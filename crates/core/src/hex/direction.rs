use crate::Point2;
use serde::{Deserialize, Serialize};
use strum::{Display, EnumIter, EnumString};

/// Height of one row of hexagons, relative to the horizontal distance between
/// two adjacent centers: `3 / (2 * sqrt(3))`, AKA `sqrt(3) / 2`.
const ROW_HEIGHT: f64 = 0.866_025_403_784_438_6;

/// The 6 directions in which hexagons line up side-to-side. We use "pointy
/// topped" hexagons, so two of the neighbors are directly left and right, and
/// the other four are diagonal.
///
/// Iteration order (and the order neighbors are always reported in) is
/// clockwise, starting with [HexDirection::UpLeft].
#[derive(
    Copy,
    Clone,
    Debug,
    Display,
    EnumIter,
    EnumString,
    PartialEq,
    Eq,
    Hash,
    Serialize,
    Deserialize,
)]
#[serde(rename_all = "snake_case")]
#[strum(serialize_all = "snake_case")]
pub enum HexDirection {
    UpLeft,
    UpRight,
    Right,
    DownRight,
    DownLeft,
    Left,
}

impl HexDirection {
    /// All directions, in the order the ring walk uses them to trace the edges
    /// of a layer. The walk takes the first 5 of these for each layer, after
    /// reaching the layer's top-left corner with the last one.
    pub const WALK_ORDER: [Self; 6] = [
        Self::Right,
        Self::DownRight,
        Self::DownLeft,
        Self::Left,
        Self::UpLeft,
        Self::UpRight,
    ];

    /// Position of this direction in the clockwise iteration order
    pub fn index(self) -> usize {
        self as usize
    }

    /// The direction pointing the other way
    pub fn opposite(self) -> Self {
        match self {
            Self::UpLeft => Self::DownRight,
            Self::UpRight => Self::DownLeft,
            Self::Right => Self::Left,
            Self::DownRight => Self::UpLeft,
            Self::DownLeft => Self::UpRight,
            Self::Left => Self::Right,
        }
    }

    /// Offset from one hexagon center to its neighbor in this direction, for a
    /// grid with a scale of 1. The horizontal component is always unit length;
    /// `skew` stretches the vertical component.
    pub fn unit_vector(self, skew: f64) -> Point2 {
        let dy = ROW_HEIGHT * skew;
        match self {
            Self::UpLeft => Point2::new(-0.5, -dy),
            Self::UpRight => Point2::new(0.5, -dy),
            Self::Right => Point2::new(1.0, 0.0),
            Self::DownRight => Point2::new(0.5, dy),
            Self::DownLeft => Point2::new(-0.5, dy),
            Self::Left => Point2::new(-1.0, 0.0),
        }
    }
}
//! This module holds the indexing scheme for ring-based hexagon grids.
//!
//! ## Hex IDs
//!
//! Every hexagon in a grid is identified by a single integer, its
//! [HexId]. IDs are assigned by a *ring walk*: the center hexagon is 0, then
//! each ring (AKA layer) around it is walked in turn, handing out consecutive
//! IDs. Layer `L` (for `L >= 1`) holds exactly `6L` hexagons, so the IDs of
//! layer `L` are the contiguous range `3L(L-1)+1 ..= 3L(L+1)`.
//!
//! ```text
//!       8     9     10
//!    7     1     2     11
//! 18    6     0     3     12
//!    17    5     4     13
//!       16    15    14
//! ```
//!
//! ### The Walk
//!
//! The walk for layer `L` starts one step up-left of where the previous
//! layer's walk ended, which is that layer's left corner. From there it moves up-right `L-1` times to reach the
//! top-left corner, then takes `L` steps in each of these directions, in
//! order: right, down-right, down-left, left, up-left. That visits all `6L`
//! hexagons of the ring. Then it jumps one step up-left, into the next ring.
//!
//! ## Ring Coordinates
//!
//! Because the walk is so regular, an ID can be turned back into its place in
//! the ring with closed-form arithmetic. See [RingPosition]:
//!
//! - **Layer:** `round(sqrt(id / 3))`
//! - **Position:** offset from the first ID of the layer, in `[0, 6L)`
//! - **Section:** which of the 6 sides of the ring the hexagon is on. Each
//!   section is `L` hexagons long, and ends with a corner hexagon.
//!
//! Neighbors are resolved from those coordinates as well, see
//! [HexGrid::neighbors_of](crate::HexGrid::neighbors_of).

mod direction;
pub(crate) mod index;
pub(crate) mod neighbor;

pub use self::direction::HexDirection;
use derive_more::{Display, Error};
use serde::Serialize;

/// Unique identifier of a single hexagon in a grid. See module-level docs for
/// how these are assigned.
///
/// IDs are stored as `u32`. The biggest grid we allow (10k layers) has about
/// 300 million hexagons, so this leaves plenty of room.
pub type HexId = u32;

/// Error returned when a hex ID is passed to a grid that doesn't contain it.
#[derive(Copy, Clone, Debug, Display, Error, PartialEq, Eq)]
#[display(fmt = "hex ID {} is out of range [0, {}]", id, max_hex_id)]
pub struct HexIdOutOfRange {
    pub id: HexId,
    pub max_hex_id: HexId,
}

/// The location of a hexagon within its ring. Every hex ID maps to exactly one
/// of these.
#[derive(Copy, Clone, Debug, PartialEq, Eq, Hash, Serialize)]
pub struct RingPosition {
    /// Distance from the center, in hexagons. The center is layer 0.
    pub layer: u16,
    /// Zero-based offset from the first hexagon of the layer
    pub position: u32,
    /// Which side of the ring the hexagon is on, in `0..6`. Sections are
    /// ordered clockwise: 0 (top-left), 1 (top), 2 (top-right),
    /// 3 (bottom-right), 4 (bottom), 5 (bottom-left). The center is always
    /// section 0.
    pub section: u8,
}

impl RingPosition {
    /// Get the ring position of any hex ID
    pub fn of(id: HexId) -> Self {
        let layer = index::layer_of(id);
        let position = id - index::layer_start(layer);
        let section = if id == 0 {
            0
        } else {
            // Same as floor(position / 6L * 6), without the float math
            (position / u32::from(layer)) as u8
        };
        Self {
            layer,
            position,
            section,
        }
    }

    /// Is this hexagon one of the 6 corners of its ring? The last hexagon of
    /// each section is a corner. The center is not a corner.
    pub fn is_corner(&self) -> bool {
        self.layer > 0 && (self.position + 1) % u32::from(self.layer) == 0
    }

    /// Is this the first hexagon of its ring? That's where the ring walk
    /// starts, so this hexagon sits next to the last one in the ring.
    pub fn is_layer_start(&self) -> bool {
        self.layer > 0 && self.position == 0
    }
}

------------------------------------------------------------

EXERCISE :: Whatever appears in the records must be returned exactly.

RESPONSE TO THE TASK ::
filename crates/core/src/hex/direction.rs
use crate::Point2;
use serde::{Deserialize, Serialize};
use strum::{Display, EnumIter, EnumString};

/// Height of one row of hexagons, relative to the horizontal distance between
/// two adjacent centers: `3 / (2 * sqrt(3))`, AKA `sqrt(3) / 2`.
const ROW_HEIGHT: f64 = 0.866_025_403_784_438_6;

/// The 6 directions in which hexagons line up side-to-side. We use "pointy
/// topped" hexagons, so two of the neighbors are directly left and right, and
/// the other four are diagonal.
///
/// Iteration order (and the order neighbors are always reported in) is
/// clockwise, starting with [HexDirection::UpLeft].
#[derive(
    Copy,
    Clone,
    Debug,
    Display,
    EnumIter,
    EnumString,
    PartialEq,
    Eq,
    Hash,
    Serialize,
    Deserialize,
)]
#[serde(rename_all = "snake_case")]
#[strum(serialize_all = "snake_case")]
pub enum HexDirection {
    UpLeft,
    UpRight,
    Right,
    DownRight,
    DownLeft,
    Left,
}

impl HexDirection {
    /// All directions, in the order the ring walk uses them to trace the edges
    /// of a layer. The walk takes the first 5 of these for each layer, after
    /// reaching the layer's top-left corner with the last one.
    pub const WALK_ORDER: [Self; 6] = [
        Self::Right,
        Self::DownRight,
        Self::DownLeft,
        Self::Left,
        Self::UpLeft,
        Self::UpRight,
    ];

    /// Position of this direction in the clockwise iteration order
    pub fn index(self) -> usize {
        self as usize
    }

    /// The direction pointing the other way
    pub fn opposite(self) -> Self {
        match self {
            Self::UpLeft => Self::DownRight,
            Self::UpRight => Self::DownLeft,
            Self::Right => Self::Left,
            Self::DownRight => Self::UpLeft,
            Self::DownLeft => Self::UpRight,
            Self::Left => Self::Right,
        }
    }

    /// Offset from one hexagon center to its neighbor in this direction, for a
    /// grid with a scale of 1. The horizontal component is always unit length;
    /// `skew` stretches the vertical component.
    pub fn unit_vector(self, skew: f64) -> Point2 {
        let dy = ROW_HEIGHT * skew;
        match self {
            Self::UpLeft => Point2::new(-0.5, -dy),
            Self::UpRight => Point2::new(0.5, -dy),
            Self::Right => Point2::new(1.0, 0.0),
            Self::DownRight => Point2::new(0.5, dy),
            Self::DownLeft => Point2::new(-0.5, dy),
            Self::Left => Point2::new(-1.0, 0.0),
        }
    }
}
//! This module holds the indexing scheme for ring-based hexagon grids.
//!
//! ## Hex IDs
//!
//! Every hexagon in a grid is identified by a single integer, its
//! [HexId]. IDs are assigned by a *ring walk*: the center hexagon is 0, then
//! each ring (AKA layer) around it is walked in turn, handing out consecutive
//! IDs. Layer `L` (for `L >= 1`) holds exactly `6L` hexagons, so the IDs of
//! layer `L` are the contiguous range `3L(L-1)+1 ..= 3L(L+1)`.
//!
//! ```text
//!       8     9     10
//!    7     1     2     11
//! 18    6     0     3     12
//!    17    5     4     13
//!       16    15    14
//! ```
//!
//! ### The Walk
//!
//! The walk for layer `L` starts one step up-left of where the previous
//! layer's walk ended, which is that layer's left corner. From there it moves up-right `L-1` times to reach the
//! top-left corner, then takes `L` steps in each of these directions, in
//! order: right, down-right, down-left, left, up-left. That visits all `6L`
//! hexagons of the ring. Then it jumps one step up-left, into the next ring.
//!
//! ## Ring Coordinates
//!
//! Because the walk is so regular, an ID can be turned back into its place in
//! the ring with closed-form arithmetic. See [RingPosition]:
//!
//! - **Layer:** `round(sqrt(id / 3))`
//! - **Position:** offset from the first ID of the layer, in `[0, 6L)`
//! - **Section:** which of the 6 sides of the ring the hexagon is on. Each
//!   section is `L` hexagons long, and ends with a corner hexagon.
//!
//! Neighbors are resolved from those coordinates as well, see
//! [HexGrid::neighbors_of](crate::HexGrid::neighbors_of).

mod direction;
pub(crate) mod index;
pub(crate) mod neighbor;

pub use self::direction::HexDirection;
use derive_more::{Display, Error};
use serde::Serialize;

/// Unique identifier of a single hexagon in a grid. See module-level docs for
/// how these are assigned.
///
/// IDs are stored as `u32`. The biggest grid we allow (10k layers) has about
/// 300 million hexagons, so this leaves plenty of room.
pub type HexId = u32;

/// Error returned when a hex ID is passed to a grid that doesn't contain it.
#[derive(Copy, Clone, Debug, Display, Error, PartialEq, Eq)]
#[display(fmt = "hex ID {} is out of range [0, {}]", id, max_hex_id)]
pub struct HexIdOutOfRange {
    pub id: HexId,
    pub max_hex_id: HexId,
}

/// The location of a hexagon within its ring. Every hex ID maps to exactly one
/// of these.
#[derive(Copy, Clone, Debug, PartialEq, Eq, Hash, Serialize)]
pub struct RingPosition {
    /// Distance from the center, in hexagons. The center is layer 0.
    pub layer: u16,
    /// Zero-based offset from the first hexagon of the layer
    pub position: u32,
    /// Which side of the ring the hexagon is on, in `0..6`. Sections are
    /// ordered clockwise: 0 (top-left), 1 (top), 2 (top-right),
    /// 3 (bottom-right), 4 (bottom), 5 (bottom-left). The center is always
    /// section 0.
    pub section: u8,
}

impl RingPosition {
    /// Get the ring position of any hex ID
    pub fn of(id: HexId) -> Self {
        let layer = index::layer_of(id);
        let position = id - index::layer_start(layer);
        let section = if id == 0 {
            0
        } else {
            // Same as floor(position / 6L * 6), without the float math
            (position / u32::from(layer)) as u8
        };
        Self {
            layer,
            position,
            section,
        }
    }

    /// Is this hexagon one of the 6 corners of its ring? The last hexagon of
    /// each section is a corner. The center is not a corner.
    pub fn is_corner(&self) -> bool {
        self.layer > 0 && (self.position + 1) % u32::from(self.layer) == 0
    }

    /// Is this the first hexagon of its ring? That's where the ring walk
    /// starts, so this hexagon sits next to the last one in the ring.
    pub fn is_layer_start(&self) -> bool {
        self.layer > 0 && self.position == 0
    }
}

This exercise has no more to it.